Prescribers should consider the ‘benzo-burden’ – the total benzodiazepine-type medicine load prescribed per day – as benzodiazepines, z-drugs and gabapentinoids provide synergistic effects such as sedation and respiratory depression.13 All may interact with the individual's conditions to cause more adverse effects and avoidable drug-related harms e.g. increased breathlessness, fatigue, respiratory depression, which can be potentially fatal.
People receiving B-Z and opioids e.g. oxycodone, morphine, tramadol etc.
The effects of B-Z and the ‘benzo-burden’ can be further exacerbated by the addition of a range of opioids, and even reduce the protective ceiling effects of buprenorphine.72 In line with the Medicines and Healthcare products Regulatory Agency advice, only prescribe B-Z and opioids together if there is no alternative and closely monitor individuals for signs of respiratory depression.
People who report/present with street/non-prescribed B-Z use
People who report street/non-prescribed B-Z use, often within the context of polysubstance use, are arguably at greatest risk of combination effects. To respond to what is recognised as a public health crisis, recent guidance, including key principles of care, are outlined in the Scottish Drug Deaths Taskforce and Public Health Scotland’s Medication Assisted Treatment (MAT) standards informed response for benzodiazepine harm reduction.73
The MAT standards highlight that we all have a responsibility to respond to B-Z-related harms which is underpinned by a willingness to have supportive, collaborative conversations regarding B-Z. This guidance supports a comprehensive, holistic assessment of need, to inform highly intensive, flexible and individualised care plans. This may include prescribing interventions (e.g. a small minority of individuals may require longer-term B-Z treatment to optimise care and minimise street B-Z use). This is in addition to psychological components of care to support harm reduction and stabilisation.

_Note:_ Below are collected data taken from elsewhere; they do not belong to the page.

//! Settings loading with deep merge and environment variable overrides.
//!
//! Loading flow:
//! 1. Start with compiled [`PokerSettings::default()`]
//! 2. If `~/.poker/settings.json` exists, deep-merge user values over defaults
//! 3. Apply `POKER_*` environment variable overrides (highest priority)
//! 4. Validate
//!
//! Deep merge rules:
//! - Objects are merged recursively (source overrides target per-key)
//! - Arrays and primitives are replaced entirely by source
//! - Null values in source are skipped (preserving target)

use std::path::{Path, PathBuf};

use serde_json::Value;
use tracing::debug;

use crate::errors::Result;
use crate::types::PokerSettings;

/// `~/.poker`, or `/tmp/.poker` when `HOME` is unset.
pub fn poker_home() -> PathBuf {
    let home = std::env::var("HOME").unwrap_or_else(|_| "/tmp".to_string());
    PathBuf::from(home).join(".poker")
}

/// Resolve the path to the settings file (`~/.poker/settings.json`).
pub fn settings_path() -> PathBuf {
    poker_home().join("settings.json")
}

/// Load settings from the default path with env var overrides.
pub fn load_settings() -> Result<PokerSettings> {
    load_settings_from_path(&settings_path())
}

/// Load settings from a specific path with env var overrides.
///
/// A missing file yields defaults; invalid JSON or invalid values are errors.
pub fn load_settings_from_path(path: &Path) -> Result<PokerSettings> {
    let mut settings = read_file_layer(path)?;
    apply_env_overrides(&mut settings);
    settings.validate()?;
    Ok(settings)
}

fn read_file_layer(path: &Path) -> Result<PokerSettings> {
    let defaults = serde_json::to_value(PokerSettings::default())?;

    let merged = if path.exists() {
        debug!(?path, "loading settings from file");
        let content = std::fs::read_to_string(path)?;
        let user: Value = serde_json::from_str(&content)?;
        deep_merge(defaults, user)
    } else {
        debug!(?path, "settings file not found, using defaults");
        defaults
    };

    Ok(serde_json::from_value(merged)?)
}

/// Recursive deep merge of two JSON values.
pub fn deep_merge(target: Value, source: Value) -> Value {
    match (target, source) {
        (Value::Object(mut target_map), Value::Object(source_map)) => {
            for (key, source_val) in source_map {
                if source_val.is_null() {
                    continue;
                }
                let merged = if let Some(target_val) = target_map.remove(&key) {
                    deep_merge(target_val, source_val)
                } else {
                    source_val
                };
                let _ = target_map.insert(key, merged);
            }
            Value::Object(target_map)
        }
        (_, source) => source,
    }
}

/// Apply `POKER_*` environment variable overrides to loaded settings.
///
/// Invalid values are logged and ignored (fall back to file/default).
pub fn apply_env_overrides(settings: &mut PokerSettings) {
    apply_overrides_with(settings, |name| std::env::var(name).ok());
}

/// Same as [`apply_env_overrides`] with an explicit variable lookup.
pub fn apply_overrides_with<F>(settings: &mut PokerSettings, lookup: F)
where
    F: Fn(&str) -> Option<String>,
{
    let read = |name: &str| lookup(name).filter(|v| !v.is_empty());

    // ── Server ──────────────────────────────────────────────────────
    if let Some(v) = read("POKER_HOST") {
        settings.server.host = v;
    }
    if let Some(v) = read("POKER_PORT") {
        match parse_u16_range(&v, 0, 65535) {
            Some(port) => settings.server.port = port,
            None => warn_invalid("POKER_PORT", &v),
        }
    }

    // ── Session ─────────────────────────────────────────────────────
    if let Some(v) = read("POKER_CLOSING_DELAY_SECS") {
        match parse_u64_range(&v, 1, 86_400) {
            Some(secs) => settings.session.closing_delay_secs = secs,
            None => warn_invalid("POKER_CLOSING_DELAY_SECS", &v),
        }
    }

    // ── Store ───────────────────────────────────────────────────────
    if let Some(v) = read("POKER_DB_PATH") {
        settings.store.db_path = v;
    }

    // ── Logging ─────────────────────────────────────────────────────
    if let Some(v) = read("POKER_LOG_LEVEL") {
        settings.logging.level = v;
    }
    if let Some(v) = read("POKER_LOG_JSON") {
        match parse_bool(&v) {
            Some(json) => settings.logging.json = json,
            None => warn_invalid("POKER_LOG_JSON", &v),
        }
    }
}

fn warn_invalid(key: &str, value: &str) {
    tracing::warn!(key, value, "invalid env var, ignoring");
}

// ── Pure parsing functions ──────────────────────────────────────────────────

/// Accepts (case-insensitive): `true`/`1`/`yes`/`on` or `false`/`0`/`no`/`off`.
pub fn parse_bool(val: &str) -> Option<bool> {
    match val.to_lowercase().as_str() {
        "true" | "1" | "yes" | "on" => Some(true),
        "false" | "0" | "no" | "off" => Some(false),
        _ => None,
    }
}

pub fn parse_u16_range(val: &str, min: u16, max: u16) -> Option<u16> {
    let n: u16 = val.parse().ok()?;
    (n >= min && n <= max).then_some(n)
}

pub fn parse_u64_range(val: &str, min: u64, max: u64) -> Option<u64> {
    let n: u64 = val.parse().ok()?;
    (n >= min && n <= max).then_some(n)
}

#[cfg(test)]
mod tests {
    use std::collections::HashMap;

    use super::*;
    use crate::errors::SettingsError;

    fn env(pairs: &[(&str, &str)]) -> impl Fn(&str) -> Option<String> {
        let map: HashMap<String, String> = pairs
            .iter()
            .map(|(k, v)| ((*k).to_string(), (*v).to_string()))
            .collect();
        move |name| map.get(name).cloned()
    }

    // ── deep_merge ──────────────────────────────────────────────────

    #[test]
    fn merge_nested_override() {
        let target = serde_json::json!({"server": {"port": 8080, "host": "localhost"}});
        let source = serde_json::json!({"server": {"port": 9090}});
        let merged = deep_merge(target, source);
        assert_eq!(merged["server"]["port"], 9090);
        assert_eq!(merged["server"]["host"], "localhost");
    }

    #[test]
    fn merge_array_replace() {
        let target = serde_json::json!({"values": ["1", "2", "3"]});
        let source = serde_json::json!({"values": ["S", "M"]});
        let merged = deep_merge(target, source);
        assert_eq!(merged["values"], serde_json::json!(["S", "M"]));
    }

    #[test]
    fn merge_null_preserves_target() {
        let target = serde_json::json!({"a": 1, "b": 2});
        let source = serde_json::json!({"a": null});
        let merged = deep_merge(target, source);
        assert_eq!(merged["a"], 1);
    }

    // ── load_settings_from_path ─────────────────────────────────────

    #[test]
    fn load_missing_file_returns_defaults() {
        let settings = read_file_layer(Path::new("/nonexistent/settings.json")).unwrap();
        assert_eq!(settings, PokerSettings::default());
    }

    #[test]
    fn load_partial_json_overrides() {
        let dir = tempfile::tempdir().unwrap();
        let path = dir.path().join("settings.json");
        std::fs::write(
            &path,
            r#"{"server": {"port": 9191}, "session": {"allowedVoteValues": ["1", "2", "3", "?"]}}"#,
        )
        .unwrap();

        let settings = read_file_layer(&path).unwrap();
        assert_eq!(settings.server.port, 9191);
        assert_eq!(settings.server.host, "127.0.0.1");
        assert_eq!(settings.session.allowed_vote_values.len(), 4);
        assert_eq!(settings.session.closing_delay_secs, 60);
    }

    #[test]
    fn load_invalid_json_returns_error() {
        let dir = tempfile::tempdir().unwrap();
        let path = dir.path().join("settings.json");
        std::fs::write(&path, "not valid json").unwrap();
        assert!(matches!(
            load_settings_from_path(&path),
            Err(SettingsError::Json(_))
        ));
    }

    #[test]
    fn load_invalid_deck_returns_error() {
        let dir = tempfile::tempdir().unwrap();
        let path = dir.path().join("settings.json");
        std::fs::write(&path, r#"{"session": {"allowedVoteValues": ["?", "coffee"]}}"#).unwrap();
        assert!(matches!(
            load_settings_from_path(&path),
            Err(SettingsError::InvalidValue(_))
        ));
    }

    // ── env overrides ───────────────────────────────────────────────

    #[test]
    fn env_overrides_apply() {
        let mut settings = PokerSettings::default();
        apply_overrides_with(
            &mut settings,
            env(&[
                ("POKER_HOST", "0.0.0.0"),
                ("POKER_PORT", "9000"),
                ("POKER_DB_PATH", "/data/cards.db"),
                ("POKER_CLOSING_DELAY_SECS", "5"),
                ("POKER_LOG_LEVEL", "debug"),
                ("POKER_LOG_JSON", "yes"),
            ]),
        );
        assert_eq!(settings.server.host, "0.0.0.0");
        assert_eq!(settings.server.port, 9000);
        assert_eq!(settings.store.db_path, "/data/cards.db");
        assert_eq!(settings.session.closing_delay_secs, 5);
        assert_eq!(settings.logging.level, "debug");
        assert!(settings.logging.json);
    }

    #[test]
    fn invalid_env_values_are_ignored() {
        let mut settings = PokerSettings::default();
        apply_overrides_with(
            &mut settings,
            env(&[
                ("POKER_PORT", "99999"),
                ("POKER_CLOSING_DELAY_SECS", "0"),
                ("POKER_LOG_JSON", "maybe"),
                ("POKER_HOST", ""),
            ]),
        );
        assert_eq!(settings, PokerSettings::default());
    }

    // ── parsing ─────────────────────────────────────────────────────

    #[test]
    fn parse_bool_variants() {
        for val in &["true", "1", "yes", "ON"] {
            assert_eq!(parse_bool(val), Some(true), "failed for {val}");
        }
        for val in &["false", "0", "no", "Off"] {
            assert_eq!(parse_bool(val), Some(false), "failed for {val}");
        }
        assert_eq!(parse_bool("2"), None);
    }

    #[test]
    fn parse_ranges() {
        assert_eq!(parse_u16_range("0", 0, 65535), Some(0));
        assert_eq!(parse_u16_range("70000", 0, 65535), None);
        assert_eq!(parse_u64_range("30", 1, 86_400), Some(30));
        assert_eq!(parse_u64_range("abc", 1, 86_400), None);
    }
}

Again for this patient group, the 7-Steps process should be used to determine the appropriateness of prescribing medication and to minimise harm. This allows consideration of the risks and benefits of treatment, in particular at point of initiation.
People receiving other psychotropic medicines e.g. antidepressants, antipsychotics, gabapentinoids etc.
Antidepressants
B-Z use is associated with the use of selective serotonin re-uptake inhibitors (SSRIs), and the use of higher SSRI doses for the treatment of depression.74,75 In part this may be due to higher SSRI doses causing more avoidable adverse effects such as anxiety, agitation and insomnia.76-78 However, B-Z are also associated with an increased incidence of depressive symptoms.20,21 Therefore, person-centred review and reducing B-Z using the 7-Steps process may help to optimise care and recovery.
Antipsychotics
B-Z use is associated with a higher mortality risk for people with schizophrenia.18 Although some have argued that B-Z provide antipsychotic sparing effects,79 this is not supported by current evidence.80
People receiving high dose B-Z combinations: >30mg per day diazepam equivalent
As highlighted above the use of more than one B-Z will increase the ‘benzo-burden’ and provide synergistic effects which may lead to avoidable adverse effects and harms. Minimising the use of such combinations and high doses of B-Z will help to minimise adverse drug effects, see Reduction schedules. It is important to consider if benzodiazepines are being bought alongside those that are being prescribed.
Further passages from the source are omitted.